__WORK INSTRUCTIONS__: Copy out each line of the listing that has the word "CliError" in it.
>>
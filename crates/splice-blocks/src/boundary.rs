//! Boundary-detection strategies.
//!
//! Once a block's start line is known, a strategy decides which later line
//! closes it. A strategy hands out a fresh [`BoundaryDetector`] per located
//! block; the detector sees the start line (offset 0) and every line after it
//! until it reports the end.
//!
//! # Limitation
//!
//! None of the built-in strategies parse the host language. The closing-line
//! heuristic in particular cannot tell a block's own closing line from a
//! nested closing line that happens to sit beyond the distance guard; when
//! that happens the split is silently wrong. Prefer [`BraceDepth`] for
//! brace-delimited code.

use crate::error::{Error, Result};
use regex::Regex;
use serde::Deserialize;
use std::fmt;
use std::sync::Arc;

/// Per-block end detector.
pub trait BoundaryDetector {
    /// Returns `true` if `line` closes the block.
    ///
    /// `offset` is the distance from the start line; `line` has no terminator.
    fn ends_block(&mut self, offset: usize, line: &str) -> bool;
}

/// Pluggable rule for finding the line that ends a block.
pub trait BoundaryStrategy: fmt::Debug + Send + Sync {
    /// A fresh detector for one located block.
    fn detector(&self) -> Box<dyn BoundaryDetector>;
}

/// Ends on the first line whose trimmed content equals `token`, at least
/// `min_lines_after_start + 1` lines below the start.
#[derive(Debug, Clone, PartialEq, Eq)]
pub struct ClosingLine {
    pub token: String,
    pub min_lines_after_start: usize,
}

impl ClosingLine {
    pub fn new(token: impl Into<String>, min_lines_after_start: usize) -> Self {
        Self {
            token: token.into(),
            min_lines_after_start,
        }
    }
}

impl BoundaryStrategy for ClosingLine {
    fn detector(&self) -> Box<dyn BoundaryDetector> {
        Box::new(self.clone())
    }
}

impl BoundaryDetector for ClosingLine {
    fn ends_block(&mut self, offset: usize, line: &str) -> bool {
        offset > self.min_lines_after_start && line.trim() == self.token
    }
}

/// Ends on the line where delimiter depth, counted from the start line,
/// returns to zero.
///
/// Closing delimiters before the first opening one are ignored, so a start
/// line like `} else {` opens the block rather than closing it. Delimiters
/// inside string literals or comments are counted as well.
#[derive(Debug, Clone, Copy, PartialEq, Eq)]
pub struct BraceDepth {
    pub open: char,
    pub close: char,
}

impl Default for BraceDepth {
    fn default() -> Self {
        Self {
            open: '{',
            close: '}',
        }
    }
}

impl BoundaryStrategy for BraceDepth {
    fn detector(&self) -> Box<dyn BoundaryDetector> {
        Box::new(BraceDepthDetector {
            open: self.open,
            close: self.close,
            depth: 0,
            opened: false,
        })
    }
}

struct BraceDepthDetector {
    open: char,
    close: char,
    depth: i64,
    opened: bool,
}

impl BoundaryDetector for BraceDepthDetector {
    fn ends_block(&mut self, _offset: usize, line: &str) -> bool {
        for ch in line.chars() {
            if ch == self.open {
                self.depth += 1;
                self.opened = true;
            } else if ch == self.close && self.opened {
                self.depth -= 1;
            }
        }
        self.opened && self.depth <= 0
    }
}

/// Like [`ClosingLine`] but the trimmed line must match a regular expression.
#[derive(Debug, Clone)]
pub struct LinePattern {
    regex: Regex,
    min_lines_after_start: usize,
}

impl LinePattern {
    pub fn new(pattern: &str, min_lines_after_start: usize) -> Result<Self> {
        let regex = Regex::new(pattern).map_err(|source| Error::InvalidPattern {
            pattern: pattern.to_string(),
            source,
        })?;
        Ok(Self {
            regex,
            min_lines_after_start,
        })
    }
}

impl BoundaryStrategy for LinePattern {
    fn detector(&self) -> Box<dyn BoundaryDetector> {
        Box::new(self.clone())
    }
}

impl BoundaryDetector for LinePattern {
    fn ends_block(&mut self, offset: usize, line: &str) -> bool {
        offset > self.min_lines_after_start && self.regex.is_match(line.trim())
    }
}

fn default_open() -> char {
    '{'
}

fn default_close() -> char {
    '}'
}

/// Serializable description of a boundary strategy, as written in plan files.
#[derive(Debug, Clone, PartialEq, Eq, Deserialize)]
#[serde(tag = "kind", rename_all = "kebab-case")]
pub enum EndRule {
    ClosingLine {
        token: String,
        #[serde(default)]
        min_lines_after_start: usize,
    },
    BraceDepth {
        #[serde(default = "default_open")]
        open: char,
        #[serde(default = "default_close")]
        close: char,
    },
    Pattern {
        regex: String,
        #[serde(default)]
        min_lines_after_start: usize,
    },
}

impl EndRule {
    /// Build the strategy this rule describes.
    pub fn build(&self) -> Result<Arc<dyn BoundaryStrategy>> {
        Ok(match self {
            EndRule::ClosingLine {
                token,
                min_lines_after_start,
            } => Arc::new(ClosingLine::new(token.clone(), *min_lines_after_start)),
            EndRule::BraceDepth { open, close } => Arc::new(BraceDepth {
                open: *open,
                close: *close,
            }),
            EndRule::Pattern {
                regex,
                min_lines_after_start,
            } => Arc::new(LinePattern::new(regex, *min_lines_after_start)?),
        })
    }
}
//! Tracing subscriber setup.

use tracing_subscriber::{EnvFilter, fmt, prelude::*};

use crate::error::{CliError, Result};

/// Install the global subscriber.
///
/// `--verbose` forces DEBUG; otherwise `RUST_LOG` decides, defaulting to
/// "warn". Logs go to stderr so stdout stays clean for reports and JSON.
pub fn init(verbose: bool) -> Result<()> {
    let filter = if verbose {
        EnvFilter::new("debug")
    } else {
        EnvFilter::try_from_default_env().unwrap_or_else(|_| EnvFilter::new("warn"))
    };

    let fmt_layer = fmt::layer()
        .with_writer(std::io::stderr)
        .with_target(true)
        .with_level(true)
        .compact();

    tracing_subscriber::registry()
        .with(filter)
        .with(fmt_layer)
        .try_init()
        .map_err(|e| CliError::Logging(e.to_string()))?;

    tracing::debug!(verbose, "logging initialised");
    Ok(())
}
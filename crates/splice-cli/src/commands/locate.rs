//! Locate command implementation
//!
//! Reports block spans without touching the file.

use std::path::Path;

use splice_blocks::locate_in_file;

use super::{load_inputs, report};
use crate::error::Result;

/// Run the locate command
pub fn run_locate(file: &Path, plan: &Path, json: bool) -> Result<()> {
    let (target, specs) = load_inputs(file, plan)?;
    let spans = locate_in_file(&target, &specs)?;
    let names: Vec<&str> = specs.iter().map(|spec| spec.name.as_str()).collect();

    if json {
        println!(
            "{}",
            serde_json::to_string_pretty(&report::spans_json(&target, &names, &spans))?
        );
    } else {
        report::print_spans(&target, &names, &spans);
    }
    Ok(())
}
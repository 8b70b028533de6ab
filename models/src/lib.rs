//! Domain models for the leaderboard client.
//!
//! This crate contains the data that crosses the wire and the state that the
//! rendering layer observes. Models carry no connection logic; they are
//! passed between the synchronizer and whatever displays them.

pub mod connection;
pub mod error;
pub mod leader_board;
pub mod protocol;
pub mod registration;
pub mod snapshot;

pub use common::ErrorLocation;
pub use connection::ConnectionState;
pub use error::model_error::ModelError;
pub use leader_board::{LeaderBoard, LeaderBoardEntry};
pub use protocol::{ClientMessage, ServerMessage};
pub use registration::builder::RegistrationRequestBuilder;
pub use registration::{RegistrationPhase, RegistrationRequest};
pub use snapshot::{ClientSnapshot, UiState};
use common::ErrorLocation;

use std::panic::Location;

use thiserror::Error as ThisError;

#[derive(Debug, ThisError)]
pub enum WsError {
    #[error("Validation Error: {message} {location}")]
    Validation {
        message: String,
        location: ErrorLocation,
    },

    #[error("URL Parse Error: {message} {location}")]
    UrlParse {
        message: String,
        location: ErrorLocation,
    },
}

impl From<url::ParseError> for WsError {
    #[track_caller]
    fn from(error: url::ParseError) -> Self {
        WsError::UrlParse {
            message: error.to_string(),
            location: ErrorLocation::from(Location::caller()),
        }
    }
}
<<
__RESPONSE TO THIS TASK__:
use crate::error::{CliError, Result};
        .map_err(|e| CliError::Logging(e.to_string()))?;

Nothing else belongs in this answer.